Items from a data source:

== Segment start ==

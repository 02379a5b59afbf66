// SPDX-License-Identifier: BUSL-1.1
// Copyright (c) 2026 Alfred Jean LLC

//! Process and agent control commands

use crate::gateway::{
    authorize, limit_arg, process_owner, req_pid, req_str, ConnState, Gateway,
};
use aether_core::{AgentConfig, Clock, KernelError};
use serde_json::{json, Value};

pub fn spawn<C: Clock>(
    gateway: &Gateway<C>,
    conn: &ConnState,
    payload: &Value,
) -> Result<Value, KernelError> {
    let subject = conn.require_auth()?;
    authorize(gateway, &subject, "process.spawn", "process", Some(&subject.uid))?;

    let config: AgentConfig = serde_json::from_value(payload.clone())
        .map_err(|e| KernelError::invalid_args(format!("bad agent config: {e}")))?;
    if config.role.is_empty() || config.goal.is_empty() {
        return Err(KernelError::invalid_args("role and goal are required"));
    }

    let info = gateway.kernel.spawn_process(&subject.uid, &config)?;
    Ok(json!({ "pid": info.pid, "name": info.name }))
}

pub fn kill<C: Clock>(
    gateway: &Gateway<C>,
    conn: &ConnState,
    payload: &Value,
) -> Result<Value, KernelError> {
    let subject = conn.require_auth()?;
    let pid = req_pid(payload)?;
    let owner = process_owner(&gateway.kernel, pid)?;
    authorize(gateway, &subject, "process.kill", &format!("process/{pid}"), Some(&owner))?;

    gateway.kernel.kill_process(pid)?;
    Ok(json!({ "pid": pid, "killed": true }))
}

pub fn list<C: Clock>(gateway: &Gateway<C>, conn: &ConnState) -> Result<Value, KernelError> {
    let subject = conn.require_auth()?;
    let mut processes = gateway.kernel.table.list();
    if !subject.is_admin() {
        processes.retain(|p| p.uid == subject.uid);
    }
    processes.sort_by_key(|p| p.pid);
    Ok(json!({ "processes": processes }))
}

pub fn get<C: Clock>(
    gateway: &Gateway<C>,
    conn: &ConnState,
    payload: &Value,
) -> Result<Value, KernelError> {
    let subject = conn.require_auth()?;
    let pid = req_pid(payload)?;
    let owner = process_owner(&gateway.kernel, pid)?;
    authorize(gateway, &subject, "process.get", &format!("process/{pid}"), Some(&owner))?;

    let info = gateway
        .kernel
        .table
        .get(pid)
        .map(Ok)
        .unwrap_or_else(|| {
            gateway
                .kernel
                .store
                .get_process(pid)
                .map_err(KernelError::internal)?
                .ok_or_else(|| KernelError::not_found(format!("process {pid}")))
        })?;
    Ok(json!({ "process": info }))
}

/// Durable history, including reaped processes.
pub fn history<C: Clock>(
    gateway: &Gateway<C>,
    conn: &ConnState,
    payload: &Value,
) -> Result<Value, KernelError> {
    let subject = conn.require_auth()?;
    let limit = limit_arg(payload, 100);
    let owner = if subject.is_admin() {
        None
    } else {
        Some(&subject.uid)
    };
    let processes = gateway
        .kernel
        .store
        .list_process_history(owner, limit)
        .map_err(KernelError::internal)?;
    Ok(json!({ "processes": processes }))
}

pub fn pause<C: Clock>(
    gateway: &Gateway<C>,
    conn: &ConnState,
    payload: &Value,
) -> Result<Value, KernelError> {
    let subject = conn.require_auth()?;
    let pid = req_pid(payload)?;
    let owner = process_owner(&gateway.kernel, pid)?;
    authorize(gateway, &subject, "agent.pause", &format!("process/{pid}"), Some(&owner))?;

    gateway.kernel.pause_agent(pid)?;
    Ok(json!({ "pid": pid, "paused": true }))
}

pub fn resume<C: Clock>(
    gateway: &Gateway<C>,
    conn: &ConnState,
    payload: &Value,
) -> Result<Value, KernelError> {
    let subject = conn.require_auth()?;
    let pid = req_pid(payload)?;
    let owner = process_owner(&gateway.kernel, pid)?;
    authorize(gateway, &subject, "agent.resume", &format!("process/{pid}"), Some(&owner))?;

    gateway.kernel.resume_agent(pid)?;
    Ok(json!({ "pid": pid, "paused": false }))
}

pub fn message<C: Clock>(
    gateway: &Gateway<C>,
    conn: &ConnState,
    payload: &Value,
) -> Result<Value, KernelError> {
    let subject = conn.require_auth()?;
    let pid = req_pid(payload)?;
    let text = req_str(payload, "text")?;
    let owner = process_owner(&gateway.kernel, pid)?;
    authorize(gateway, &subject, "agent.message", &format!("process/{pid}"), Some(&owner))?;

    gateway.kernel.message_agent(pid, text.to_string())?;
    Ok(json!({ "pid": pid, "queued": true }))
}

/// Drop transcript rows older than a cutoff.
pub fn agent_prune<C: Clock>(
    gateway: &Gateway<C>,
    conn: &ConnState,
    payload: &Value,
) -> Result<Value, KernelError> {
    let subject = conn.require_auth()?;
    authorize(gateway, &subject, "agent.prune", "agent_logs", None)?;
    let before_ms = payload
        .get("beforeMs")
        .and_then(Value::as_u64)
        .ok_or_else(|| KernelError::invalid_args("'beforeMs' must be a timestamp"))?;
    let pruned = gateway
        .kernel
        .store
        .prune_agent_logs_before(before_ms)
        .map_err(KernelError::internal)?;
    Ok(json!({ "pruned": pruned }))
}

/// Attach user feedback to a finished run.
pub fn feedback<C: Clock>(
    gateway: &Gateway<C>,
    conn: &ConnState,
    payload: &Value,
) -> Result<Value, KernelError> {
    let subject = conn.require_auth()?;
    let pid = req_pid(payload)?;
    let owner = process_owner(&gateway.kernel, pid)?;
    authorize(gateway, &subject, "agent.feedback", &format!("process/{pid}"), Some(&owner))?;

    let rating = payload
        .get("rating")
        .and_then(Value::as_f64)
        .ok_or_else(|| KernelError::invalid_args("'rating' must be a number"))?
        .clamp(-1.0, 1.0);
    let id = gateway
        .kernel
        .store
        .insert_feedback(&aether_core::FeedbackRecord {
            id: 0,
            pid,
            agent_uid: owner,
            rating,
            comment: payload
                .get("comment")
                .and_then(Value::as_str)
                .unwrap_or("")
                .to_string(),
            created_at_ms: gateway.kernel.clock.epoch_ms(),
        })
        .map_err(KernelError::internal)?;
    Ok(json!({ "id": id }))
}

/// Post-run self-assessments for an agent.
pub fn reflections<C: Clock>(
    gateway: &Gateway<C>,
    conn: &ConnState,
    payload: &Value,
) -> Result<Value, KernelError> {
    let subject = conn.require_auth()?;
    let reflections = gateway
        .kernel
        .store
        .reflections_for_agent(&subject.uid, limit_arg(payload, 50))
        .map_err(KernelError::internal)?;
    Ok(json!({ "reflections": reflections }))
}

/// The persisted reasoning transcript for one process.
pub fn agent_history<C: Clock>(
    gateway: &Gateway<C>,
    conn: &ConnState,
    payload: &Value,
) -> Result<Value, KernelError> {
    let subject = conn.require_auth()?;
    let pid = req_pid(payload)?;
    let owner = process_owner(&gateway.kernel, pid)?;
    authorize(gateway, &subject, "agent.history", &format!("process/{pid}"), Some(&owner))?;

    let logs = gateway
        .kernel
        .store
        .agent_logs(pid, limit_arg(payload, 500))
        .map_err(KernelError::internal)?;
    Ok(json!({ "logs": logs }))
}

== Segment end ==

To do ▸
Your answer should consist of every line from the entries that holds "processes".

Exercise output ▸
    let mut processes = gateway.kernel.table.list();
        processes.retain(|p| p.uid == subject.uid);
    processes.sort_by_key(|p| p.pid);
    Ok(json!({ "processes": processes }))
/// Durable history, including reaped processes.
    let processes = gateway
    Ok(json!({ "processes": processes }))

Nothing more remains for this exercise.